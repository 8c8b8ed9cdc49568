//! Deterministic aggregation (barrier) stage.

use super::Stage;
use crate::stream::{Inbox, Outbox};
use crate::tasks::TaskGroupSummary;
use async_trait::async_trait;
use std::cmp::Ordering;
use std::fmt::Debug;
use tracing::debug;

/// A total order over aggregated records.
pub trait OrderPolicy<T>: Send + Sync + 'static {
    /// Compares two records.
    fn compare(&self, a: &T, b: &T) -> Ordering;
}

impl<T, F> OrderPolicy<T> for F
where
    F: Fn(&T, &T) -> Ordering + Send + Sync + 'static,
{
    fn compare(&self, a: &T, b: &T) -> Ordering {
        self(a, b)
    }
}

/// A record carrying a boolean flag and a numeric identifier.
pub trait Flagged {
    /// The flag; flagged records sort first under [`FlaggedFirst`].
    fn flag(&self) -> bool;

    /// The identifier, unique within one run.
    fn ordinal(&self) -> u64;
}

/// Flag descending (true first), then identifier ascending.
#[derive(Debug, Clone, Copy, Default)]
pub struct FlaggedFirst;

impl<T: Flagged> OrderPolicy<T> for FlaggedFirst {
    fn compare(&self, a: &T, b: &T) -> Ordering {
        b.flag()
            .cmp(&a.flag())
            .then_with(|| a.ordinal().cmp(&b.ordinal()))
    }
}

type Render<T, O> = Box<dyn Fn(T) -> O + Send + Sync>;

/// Collects the whole input, sorts it, and re-emits it in order.
///
/// Nothing is emitted until the input stream closes. The sort is stable, so
/// equal records keep their arrival order.
pub struct AggregateStage<T, O, P> {
    name: String,
    policy: P,
    render: Render<T, O>,
}

impl<T, O, P> AggregateStage<T, O, P>
where
    P: OrderPolicy<T>,
{
    /// Creates an aggregation stage that renders each record after sorting.
    pub fn new<R>(name: impl Into<String>, policy: P, render: R) -> Self
    where
        R: Fn(T) -> O + Send + Sync + 'static,
    {
        Self {
            name: name.into(),
            policy,
            render: Box::new(render),
        }
    }

    /// Sorts `records` in place with this stage's policy.
    pub fn sort(&self, records: &mut [T]) {
        records.sort_by(|a, b| self.policy.compare(a, b));
    }
}

impl<T, P> AggregateStage<T, T, P>
where
    T: 'static,
    P: OrderPolicy<T>,
{
    /// Creates an aggregation stage that emits the records themselves.
    pub fn sorted(name: impl Into<String>, policy: P) -> Self {
        Self::new(name, policy, |record| record)
    }
}

impl<T, O, P> Debug for AggregateStage<T, O, P> {
    fn fmt(&self, f: &mut std::fmt::Formatter<'_>) -> std::fmt::Result {
        f.debug_struct("AggregateStage")
            .field("name", &self.name)
            .finish()
    }
}

#[async_trait]
impl<T, O, P> Stage for AggregateStage<T, O, P>
where
    T: Send + 'static,
    O: Send + 'static,
    P: OrderPolicy<T>,
{
    type Input = T;
    type Output = O;

    fn name(&self) -> &str {
        &self.name
    }

    async fn run(&self, input: &mut Inbox<T>, output: &Outbox<O>) -> TaskGroupSummary {
        let mut records = input.collect().await;
        self.sort(&mut records);
        debug!(stage = %self.name, records = records.len(), "Input closed; emitting sorted records");

        for record in records {
            if output.send((self.render)(record)).await.is_err() {
                debug!(stage = %self.name, "Downstream closed; dropping remaining records");
                break;
            }
        }
        TaskGroupSummary::default()
    }
}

- _ACTIVITY_:
Only lines that include "static" belong in the answer; return them from the entries above.

- _FINISHED EXERCISE_:
pub trait OrderPolicy<T>: Send + Sync + 'static {
    F: Fn(&T, &T) -> Ordering + Send + Sync + 'static,
        R: Fn(T) -> O + Send + Sync + 'static,
    T: 'static,
    T: Send + 'static,
    O: Send + 'static,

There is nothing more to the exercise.